+++ DATA SUPPLIED

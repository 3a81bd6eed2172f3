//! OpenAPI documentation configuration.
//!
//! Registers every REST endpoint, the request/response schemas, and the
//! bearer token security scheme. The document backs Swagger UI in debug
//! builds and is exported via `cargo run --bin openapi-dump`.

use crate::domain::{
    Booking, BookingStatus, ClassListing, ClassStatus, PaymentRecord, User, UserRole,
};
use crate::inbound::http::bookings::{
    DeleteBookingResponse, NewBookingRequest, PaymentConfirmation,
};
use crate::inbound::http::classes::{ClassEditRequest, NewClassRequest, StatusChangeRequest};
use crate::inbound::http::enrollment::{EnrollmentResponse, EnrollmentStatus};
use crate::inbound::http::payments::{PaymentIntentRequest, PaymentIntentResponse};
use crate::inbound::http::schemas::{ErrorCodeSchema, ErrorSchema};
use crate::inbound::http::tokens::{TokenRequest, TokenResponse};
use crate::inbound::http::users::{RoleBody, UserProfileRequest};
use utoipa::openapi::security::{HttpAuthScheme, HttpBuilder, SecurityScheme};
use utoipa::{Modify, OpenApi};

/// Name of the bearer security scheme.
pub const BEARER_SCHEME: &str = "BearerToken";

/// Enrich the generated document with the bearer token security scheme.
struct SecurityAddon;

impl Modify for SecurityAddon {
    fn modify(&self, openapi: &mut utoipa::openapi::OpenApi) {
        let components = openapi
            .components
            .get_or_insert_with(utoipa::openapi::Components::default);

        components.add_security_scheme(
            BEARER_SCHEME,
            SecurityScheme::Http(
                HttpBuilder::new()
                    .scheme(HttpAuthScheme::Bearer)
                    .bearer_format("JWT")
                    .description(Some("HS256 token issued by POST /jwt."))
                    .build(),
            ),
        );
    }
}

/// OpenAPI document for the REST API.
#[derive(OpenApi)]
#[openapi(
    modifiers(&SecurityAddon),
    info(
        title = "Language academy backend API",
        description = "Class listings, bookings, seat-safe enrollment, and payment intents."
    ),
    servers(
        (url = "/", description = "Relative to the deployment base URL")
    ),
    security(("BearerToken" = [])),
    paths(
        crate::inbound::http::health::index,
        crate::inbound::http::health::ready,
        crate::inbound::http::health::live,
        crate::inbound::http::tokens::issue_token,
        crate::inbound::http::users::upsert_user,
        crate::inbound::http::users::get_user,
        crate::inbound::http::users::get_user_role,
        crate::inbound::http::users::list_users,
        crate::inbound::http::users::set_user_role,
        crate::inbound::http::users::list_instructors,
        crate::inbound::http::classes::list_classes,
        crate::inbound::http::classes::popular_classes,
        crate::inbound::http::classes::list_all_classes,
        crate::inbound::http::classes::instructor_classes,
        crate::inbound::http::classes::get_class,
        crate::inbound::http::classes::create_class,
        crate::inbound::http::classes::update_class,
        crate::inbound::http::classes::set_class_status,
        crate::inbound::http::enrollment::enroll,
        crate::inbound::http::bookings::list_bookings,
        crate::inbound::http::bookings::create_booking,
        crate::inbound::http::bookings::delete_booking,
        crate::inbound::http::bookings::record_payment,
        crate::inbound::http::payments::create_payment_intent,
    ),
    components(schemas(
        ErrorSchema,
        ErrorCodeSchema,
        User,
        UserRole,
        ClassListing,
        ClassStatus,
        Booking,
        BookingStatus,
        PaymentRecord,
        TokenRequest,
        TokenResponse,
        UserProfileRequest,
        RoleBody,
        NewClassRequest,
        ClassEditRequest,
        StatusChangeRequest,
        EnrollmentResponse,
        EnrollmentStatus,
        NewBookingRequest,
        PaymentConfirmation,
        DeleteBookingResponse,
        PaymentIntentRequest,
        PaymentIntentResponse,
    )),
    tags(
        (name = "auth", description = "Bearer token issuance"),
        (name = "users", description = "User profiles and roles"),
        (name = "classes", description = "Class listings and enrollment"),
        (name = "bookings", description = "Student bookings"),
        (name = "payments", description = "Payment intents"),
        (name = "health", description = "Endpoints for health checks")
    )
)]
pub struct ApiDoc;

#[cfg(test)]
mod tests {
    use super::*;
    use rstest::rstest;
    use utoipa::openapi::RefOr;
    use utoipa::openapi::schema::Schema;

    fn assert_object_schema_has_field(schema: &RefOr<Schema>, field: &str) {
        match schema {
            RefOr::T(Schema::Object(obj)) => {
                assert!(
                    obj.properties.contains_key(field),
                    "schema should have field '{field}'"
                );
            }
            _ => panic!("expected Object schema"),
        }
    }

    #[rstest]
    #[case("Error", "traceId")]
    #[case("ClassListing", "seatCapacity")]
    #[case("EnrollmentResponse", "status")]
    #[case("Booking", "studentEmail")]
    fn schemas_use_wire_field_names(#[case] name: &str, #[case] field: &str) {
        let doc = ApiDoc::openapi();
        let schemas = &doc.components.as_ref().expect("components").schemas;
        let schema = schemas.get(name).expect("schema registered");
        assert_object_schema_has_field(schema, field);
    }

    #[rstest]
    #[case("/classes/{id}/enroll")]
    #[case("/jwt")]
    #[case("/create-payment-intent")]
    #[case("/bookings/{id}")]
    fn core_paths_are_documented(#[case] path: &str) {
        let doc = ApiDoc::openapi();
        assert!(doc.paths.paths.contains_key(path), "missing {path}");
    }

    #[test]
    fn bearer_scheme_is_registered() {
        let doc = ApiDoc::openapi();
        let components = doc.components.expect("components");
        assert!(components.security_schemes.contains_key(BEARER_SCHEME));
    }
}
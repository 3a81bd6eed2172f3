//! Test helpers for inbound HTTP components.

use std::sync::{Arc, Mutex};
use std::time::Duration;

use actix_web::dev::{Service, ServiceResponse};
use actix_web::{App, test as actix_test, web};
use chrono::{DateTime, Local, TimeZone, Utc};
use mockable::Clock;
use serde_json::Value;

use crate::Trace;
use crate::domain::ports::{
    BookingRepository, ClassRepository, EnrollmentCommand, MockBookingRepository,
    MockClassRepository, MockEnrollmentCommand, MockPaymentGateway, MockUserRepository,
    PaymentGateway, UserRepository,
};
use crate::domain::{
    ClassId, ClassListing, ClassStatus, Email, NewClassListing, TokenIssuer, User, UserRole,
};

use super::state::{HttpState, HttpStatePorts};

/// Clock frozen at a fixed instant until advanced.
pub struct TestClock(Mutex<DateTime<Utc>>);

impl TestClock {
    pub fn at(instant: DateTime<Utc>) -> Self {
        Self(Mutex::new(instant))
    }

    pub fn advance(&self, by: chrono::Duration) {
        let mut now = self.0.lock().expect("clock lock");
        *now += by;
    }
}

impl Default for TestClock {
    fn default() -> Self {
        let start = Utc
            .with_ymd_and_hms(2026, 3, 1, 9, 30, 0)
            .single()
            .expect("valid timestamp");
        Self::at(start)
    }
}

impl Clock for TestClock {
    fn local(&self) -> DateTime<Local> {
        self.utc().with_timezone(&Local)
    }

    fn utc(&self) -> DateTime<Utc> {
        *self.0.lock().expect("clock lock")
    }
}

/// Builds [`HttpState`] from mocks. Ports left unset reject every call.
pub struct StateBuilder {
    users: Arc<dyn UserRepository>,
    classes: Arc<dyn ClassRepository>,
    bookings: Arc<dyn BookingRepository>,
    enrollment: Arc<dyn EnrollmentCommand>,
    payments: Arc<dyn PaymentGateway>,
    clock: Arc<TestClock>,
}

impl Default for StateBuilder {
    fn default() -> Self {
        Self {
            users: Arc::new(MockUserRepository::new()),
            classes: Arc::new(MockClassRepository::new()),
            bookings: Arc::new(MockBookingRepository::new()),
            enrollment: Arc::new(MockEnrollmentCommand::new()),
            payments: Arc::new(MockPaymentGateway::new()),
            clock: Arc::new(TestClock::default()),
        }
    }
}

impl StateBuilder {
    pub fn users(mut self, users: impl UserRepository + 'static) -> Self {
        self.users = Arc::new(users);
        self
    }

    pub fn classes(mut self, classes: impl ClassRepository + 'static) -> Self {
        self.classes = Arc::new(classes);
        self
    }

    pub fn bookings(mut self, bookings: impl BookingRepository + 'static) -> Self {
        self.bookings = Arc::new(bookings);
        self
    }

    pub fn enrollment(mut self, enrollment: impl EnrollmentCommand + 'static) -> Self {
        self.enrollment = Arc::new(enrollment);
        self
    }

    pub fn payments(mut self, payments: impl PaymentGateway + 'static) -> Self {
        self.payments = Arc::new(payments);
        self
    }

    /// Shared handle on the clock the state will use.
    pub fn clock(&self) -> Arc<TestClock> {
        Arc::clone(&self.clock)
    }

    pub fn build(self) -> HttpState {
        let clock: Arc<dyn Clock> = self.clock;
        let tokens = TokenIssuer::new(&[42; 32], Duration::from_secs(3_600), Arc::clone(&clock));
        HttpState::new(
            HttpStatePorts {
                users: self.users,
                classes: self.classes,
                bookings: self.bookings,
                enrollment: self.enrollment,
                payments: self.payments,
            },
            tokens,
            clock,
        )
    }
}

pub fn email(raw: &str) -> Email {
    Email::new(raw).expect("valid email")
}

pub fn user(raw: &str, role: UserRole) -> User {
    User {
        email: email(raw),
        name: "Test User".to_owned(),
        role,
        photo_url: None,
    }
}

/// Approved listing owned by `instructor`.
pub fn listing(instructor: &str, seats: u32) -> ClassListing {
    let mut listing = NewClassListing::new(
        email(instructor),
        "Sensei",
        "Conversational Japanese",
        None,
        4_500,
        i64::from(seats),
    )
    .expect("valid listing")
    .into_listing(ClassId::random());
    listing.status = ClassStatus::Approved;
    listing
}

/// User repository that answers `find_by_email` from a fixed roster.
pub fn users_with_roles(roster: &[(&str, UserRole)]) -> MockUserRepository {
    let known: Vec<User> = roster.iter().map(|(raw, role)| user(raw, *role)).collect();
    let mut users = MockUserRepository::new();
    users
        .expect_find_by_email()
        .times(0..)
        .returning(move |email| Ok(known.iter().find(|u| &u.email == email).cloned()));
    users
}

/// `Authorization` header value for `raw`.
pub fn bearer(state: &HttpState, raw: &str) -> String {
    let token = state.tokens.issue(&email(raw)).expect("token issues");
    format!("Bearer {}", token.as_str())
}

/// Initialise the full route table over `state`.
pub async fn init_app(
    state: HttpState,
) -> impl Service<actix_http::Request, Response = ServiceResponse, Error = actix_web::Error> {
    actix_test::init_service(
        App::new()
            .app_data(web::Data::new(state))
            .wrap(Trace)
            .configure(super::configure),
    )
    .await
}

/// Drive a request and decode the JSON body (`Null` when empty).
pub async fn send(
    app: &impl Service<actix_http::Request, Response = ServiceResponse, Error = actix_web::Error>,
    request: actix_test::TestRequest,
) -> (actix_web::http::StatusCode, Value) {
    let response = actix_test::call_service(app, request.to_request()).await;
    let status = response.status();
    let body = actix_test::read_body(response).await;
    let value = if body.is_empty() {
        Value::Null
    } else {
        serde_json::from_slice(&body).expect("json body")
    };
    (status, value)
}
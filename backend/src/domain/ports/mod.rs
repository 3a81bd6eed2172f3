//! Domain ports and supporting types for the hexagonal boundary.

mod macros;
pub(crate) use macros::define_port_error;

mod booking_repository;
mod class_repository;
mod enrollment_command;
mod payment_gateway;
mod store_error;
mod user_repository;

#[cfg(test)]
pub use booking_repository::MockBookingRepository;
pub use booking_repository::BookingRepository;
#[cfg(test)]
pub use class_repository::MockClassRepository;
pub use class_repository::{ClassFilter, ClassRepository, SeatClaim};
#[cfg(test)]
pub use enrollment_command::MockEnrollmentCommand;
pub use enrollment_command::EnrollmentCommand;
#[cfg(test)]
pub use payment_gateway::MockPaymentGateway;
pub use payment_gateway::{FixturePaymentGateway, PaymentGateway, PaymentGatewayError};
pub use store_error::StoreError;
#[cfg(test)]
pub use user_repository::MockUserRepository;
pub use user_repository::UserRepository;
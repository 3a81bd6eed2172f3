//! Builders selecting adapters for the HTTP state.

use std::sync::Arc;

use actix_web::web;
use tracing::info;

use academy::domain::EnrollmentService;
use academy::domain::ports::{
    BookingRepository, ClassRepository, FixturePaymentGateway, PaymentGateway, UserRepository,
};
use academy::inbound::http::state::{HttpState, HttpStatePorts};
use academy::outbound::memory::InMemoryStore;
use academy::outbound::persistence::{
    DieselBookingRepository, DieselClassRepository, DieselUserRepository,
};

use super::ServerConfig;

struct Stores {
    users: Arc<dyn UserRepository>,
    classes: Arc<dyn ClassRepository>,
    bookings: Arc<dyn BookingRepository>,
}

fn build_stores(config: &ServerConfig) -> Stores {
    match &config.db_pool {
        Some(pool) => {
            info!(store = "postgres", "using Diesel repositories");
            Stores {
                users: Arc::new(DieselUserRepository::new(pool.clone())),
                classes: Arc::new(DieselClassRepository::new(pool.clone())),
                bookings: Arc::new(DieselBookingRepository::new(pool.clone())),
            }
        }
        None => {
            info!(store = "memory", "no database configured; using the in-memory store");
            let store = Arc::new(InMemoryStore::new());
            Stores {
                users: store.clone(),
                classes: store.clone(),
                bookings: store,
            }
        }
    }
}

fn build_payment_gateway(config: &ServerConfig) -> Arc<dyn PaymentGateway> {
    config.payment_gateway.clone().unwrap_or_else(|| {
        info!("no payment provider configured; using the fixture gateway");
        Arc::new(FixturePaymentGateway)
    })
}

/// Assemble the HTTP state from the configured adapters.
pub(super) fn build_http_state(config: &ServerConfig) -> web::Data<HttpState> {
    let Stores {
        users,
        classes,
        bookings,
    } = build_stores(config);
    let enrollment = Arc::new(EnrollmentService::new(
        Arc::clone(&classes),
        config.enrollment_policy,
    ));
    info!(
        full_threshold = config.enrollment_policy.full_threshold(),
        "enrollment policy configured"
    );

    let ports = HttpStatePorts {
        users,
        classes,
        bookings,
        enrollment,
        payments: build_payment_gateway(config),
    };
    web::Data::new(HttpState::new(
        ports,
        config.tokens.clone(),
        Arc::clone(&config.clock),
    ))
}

++++++

Your answer must consist solely of the lines from the top of the entries above through the line containing "pub const BEARER_SCHEME: &str", copied exactly, both ends included.

repository 3a81bd6eed2172f3
//! OpenAPI documentation configuration.
//!
//! Registers every REST endpoint, the request/response schemas, and the
//! bearer token security scheme. The document backs Swagger UI in debug
//! builds and is exported via `cargo run --bin openapi-dump`.

use crate::domain::{
    Booking, BookingStatus, ClassListing, ClassStatus, PaymentRecord, User, UserRole,
};
use crate::inbound::http::bookings::{
    DeleteBookingResponse, NewBookingRequest, PaymentConfirmation,
};
use crate::inbound::http::classes::{ClassEditRequest, NewClassRequest, StatusChangeRequest};
use crate::inbound::http::enrollment::{EnrollmentResponse, EnrollmentStatus};
use crate::inbound::http::payments::{PaymentIntentRequest, PaymentIntentResponse};
use crate::inbound::http::schemas::{ErrorCodeSchema, ErrorSchema};
use crate::inbound::http::tokens::{TokenRequest, TokenResponse};
use crate::inbound::http::users::{RoleBody, UserProfileRequest};
use utoipa::openapi::security::{HttpAuthScheme, HttpBuilder, SecurityScheme};
use utoipa::{Modify, OpenApi};

/// Name of the bearer security scheme.
pub const BEARER_SCHEME: &str = "BearerToken";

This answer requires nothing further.